§ WORK INSTRUCTION
Filter the entries and keep only the lines where the string "EncodeWorker" appears.

§ RECORDED DATA
= = = = = = =

//! Frame pacing and FPS measurement for the render loop.

use web_time::{Duration, Instant};

/// Per-tick timing with FPS smoothing and optional frame limiting.
#[derive(Debug, Clone)]
pub struct FrameClock {
    /// Target FPS (0 = unlimited)
    target_fps: u32,
    /// Minimum frame duration based on target FPS
    min_frame_duration: Duration,
    /// Start of the previous tick
    last_tick: Instant,
    /// Elapsed seconds measured by the last tick
    last_dt: f32,
    /// Smoothed FPS using exponential moving average
    smoothed_fps: f32,
    /// Weight of each new sample (0.0-1.0)
    smoothing: f32,
    ticks: u64,
}

impl FrameClock {
    /// Create a clock with the given FPS target (0 = unlimited).
    #[must_use]
    pub fn new(target_fps: u32) -> Self {
        let min_frame_duration = if target_fps > 0 {
            Duration::from_secs_f64(1.0 / f64::from(target_fps))
        } else {
            Duration::ZERO
        };

        Self {
            target_fps,
            min_frame_duration,
            last_tick: Instant::now(),
            last_dt: 0.0,
            smoothed_fps: 60.0,
            smoothing: 0.05,
            ticks: 0,
        }
    }

    /// True once enough time has passed since the last tick to render
    /// again. Always true when unlimited.
    #[must_use]
    pub fn should_render(&self) -> bool {
        self.target_fps == 0 || self.last_tick.elapsed() >= self.min_frame_duration
    }

    /// When the next frame is due, or `None` when unlimited.
    #[must_use]
    pub fn next_frame_at(&self) -> Option<Instant> {
        (self.target_fps > 0).then(|| self.last_tick + self.min_frame_duration)
    }

    /// Mark the start of a frame. Returns the seconds elapsed since the
    /// previous tick.
    pub fn tick(&mut self) -> f32 {
        let now = Instant::now();
        let dt = now.duration_since(self.last_tick).as_secs_f32();
        self.last_tick = now;
        self.last_dt = dt;
        self.ticks += 1;

        if dt > 0.0 {
            let instant_fps = 1.0 / dt;
            self.smoothed_fps = self.smoothed_fps * (1.0 - self.smoothing)
                + instant_fps * self.smoothing;
        }
        dt
    }

    /// Seconds measured by the most recent tick.
    #[must_use]
    pub fn delta(&self) -> f32 {
        self.last_dt
    }

    /// Smoothed frames per second.
    #[must_use]
    pub fn fps(&self) -> f32 {
        self.smoothed_fps
    }

    /// Number of ticks so far.
    #[must_use]
    pub fn ticks(&self) -> u64 {
        self.ticks
    }
}

#[cfg(test)]
mod tests {
    use super::*;

    #[test]
    fn tick_measures_elapsed_time() {
        let mut clock = FrameClock::new(0);
        std::thread::sleep(Duration::from_millis(10));
        let dt = clock.tick();
        assert!(dt >= 0.009, "dt = {dt}");
        assert_eq!(clock.delta(), dt);
        assert_eq!(clock.ticks(), 1);
    }

    #[test]
    fn unlimited_always_renders() {
        let mut clock = FrameClock::new(0);
        let _ = clock.tick();
        assert!(clock.should_render());
        assert!(clock.next_frame_at().is_none());
    }

    #[test]
    fn target_fps_holds_back_early_frames() {
        let mut clock = FrameClock::new(1);
        let _ = clock.tick();
        assert!(!clock.should_render());
        assert!(clock.next_frame_at().is_some());
    }

    #[test]
    fn fps_moves_towards_measured_rate() {
        let mut clock = FrameClock::new(0);
        std::thread::sleep(Duration::from_millis(50));
        let _ = clock.tick();
        // One 20 fps sample pulls the 60 fps seed down.
        assert!(clock.fps() < 60.0);
    }
}
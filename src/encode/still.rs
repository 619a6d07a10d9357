//! Single-frame PNG output.

use std::path::Path;

use image::{ColorType, ImageFormat};

use crate::capture::CapturedFrame;
use crate::error::GlimpseError;

/// Write `frame` to `path` as an RGBA PNG.
///
/// # Errors
///
/// Returns [`GlimpseError::Encode`] if the PNG encoder or the file write
/// fails.
pub fn write_png(frame: &CapturedFrame, path: &Path) -> Result<(), GlimpseError> {
    image::save_buffer_with_format(
        path,
        frame.pixels(),
        frame.width(),
        frame.height(),
        ColorType::Rgba8,
        ImageFormat::Png,
    )?;
    Ok(())
}

#[cfg(test)]
mod tests {
    use super::*;

    #[test]
    fn png_round_trips_pixels() {
        let dir = tempfile::tempdir().unwrap();
        let path = dir.path().join("shot.png");
        let pixels: Vec<u8> = (0..2 * 2 * 4).map(|i| i as u8 * 10).collect();
        let frame = CapturedFrame::new(2, 2, pixels.clone()).unwrap();

        write_png(&frame, &path).unwrap();

        let decoded = image::open(&path).unwrap().to_rgba8();
        assert_eq!(decoded.dimensions(), (2, 2));
        assert_eq!(decoded.into_raw(), pixels);
    }

    #[test]
    fn missing_directory_is_an_error() {
        let dir = tempfile::tempdir().unwrap();
        let path = dir.path().join("nope").join("shot.png");
        let frame = CapturedFrame::new(1, 1, vec![0, 0, 0, 255]).unwrap();
        assert!(write_png(&frame, &path).is_err());
    }
}
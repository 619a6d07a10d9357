//! Frame capture: framebuffer readback, screenshots and GIF recording.
//!
//! The render loop hands a [`FrameSource`] to the [`ScreenshotManager`]
//! once per tick. [`FrameReader`] turns whatever the source returns into a
//! top-down [`CapturedFrame`]; the manager either writes it straight to a
//! PNG or appends it to the active recording. Stopping a recording moves
//! its frames to the background [`EncodeWorker`] and returns a
//! [`PendingExport`] the caller can poll or ignore.

/// Raw and reoriented pixel buffers.
pub mod frame;
/// Recording state machine and screenshot front end.
pub mod manager;
/// Timestamped output paths.
pub mod output;
/// Frame source trait and the reorienting reader.
pub mod reader;
/// Per-tick capture decimation.
pub mod throttle;
/// Background GIF encoding.
pub mod worker;

pub use frame::{flip_rows, CapturedFrame, RawFrame, RowOrigin, BYTES_PER_PIXEL};
pub use manager::ScreenshotManager;
pub use output::OutputDir;
pub use reader::{FrameReader, FrameSource};
pub use throttle::CaptureThrottle;
pub use worker::{EncodeJob, EncodeWorker, ExportResult, PendingExport};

= = = = = = =

§ TASK RESPONSE
//! its frames to the background [`EncodeWorker`] and returns a
pub use worker::{EncodeJob, EncodeWorker, ExportResult, PendingExport};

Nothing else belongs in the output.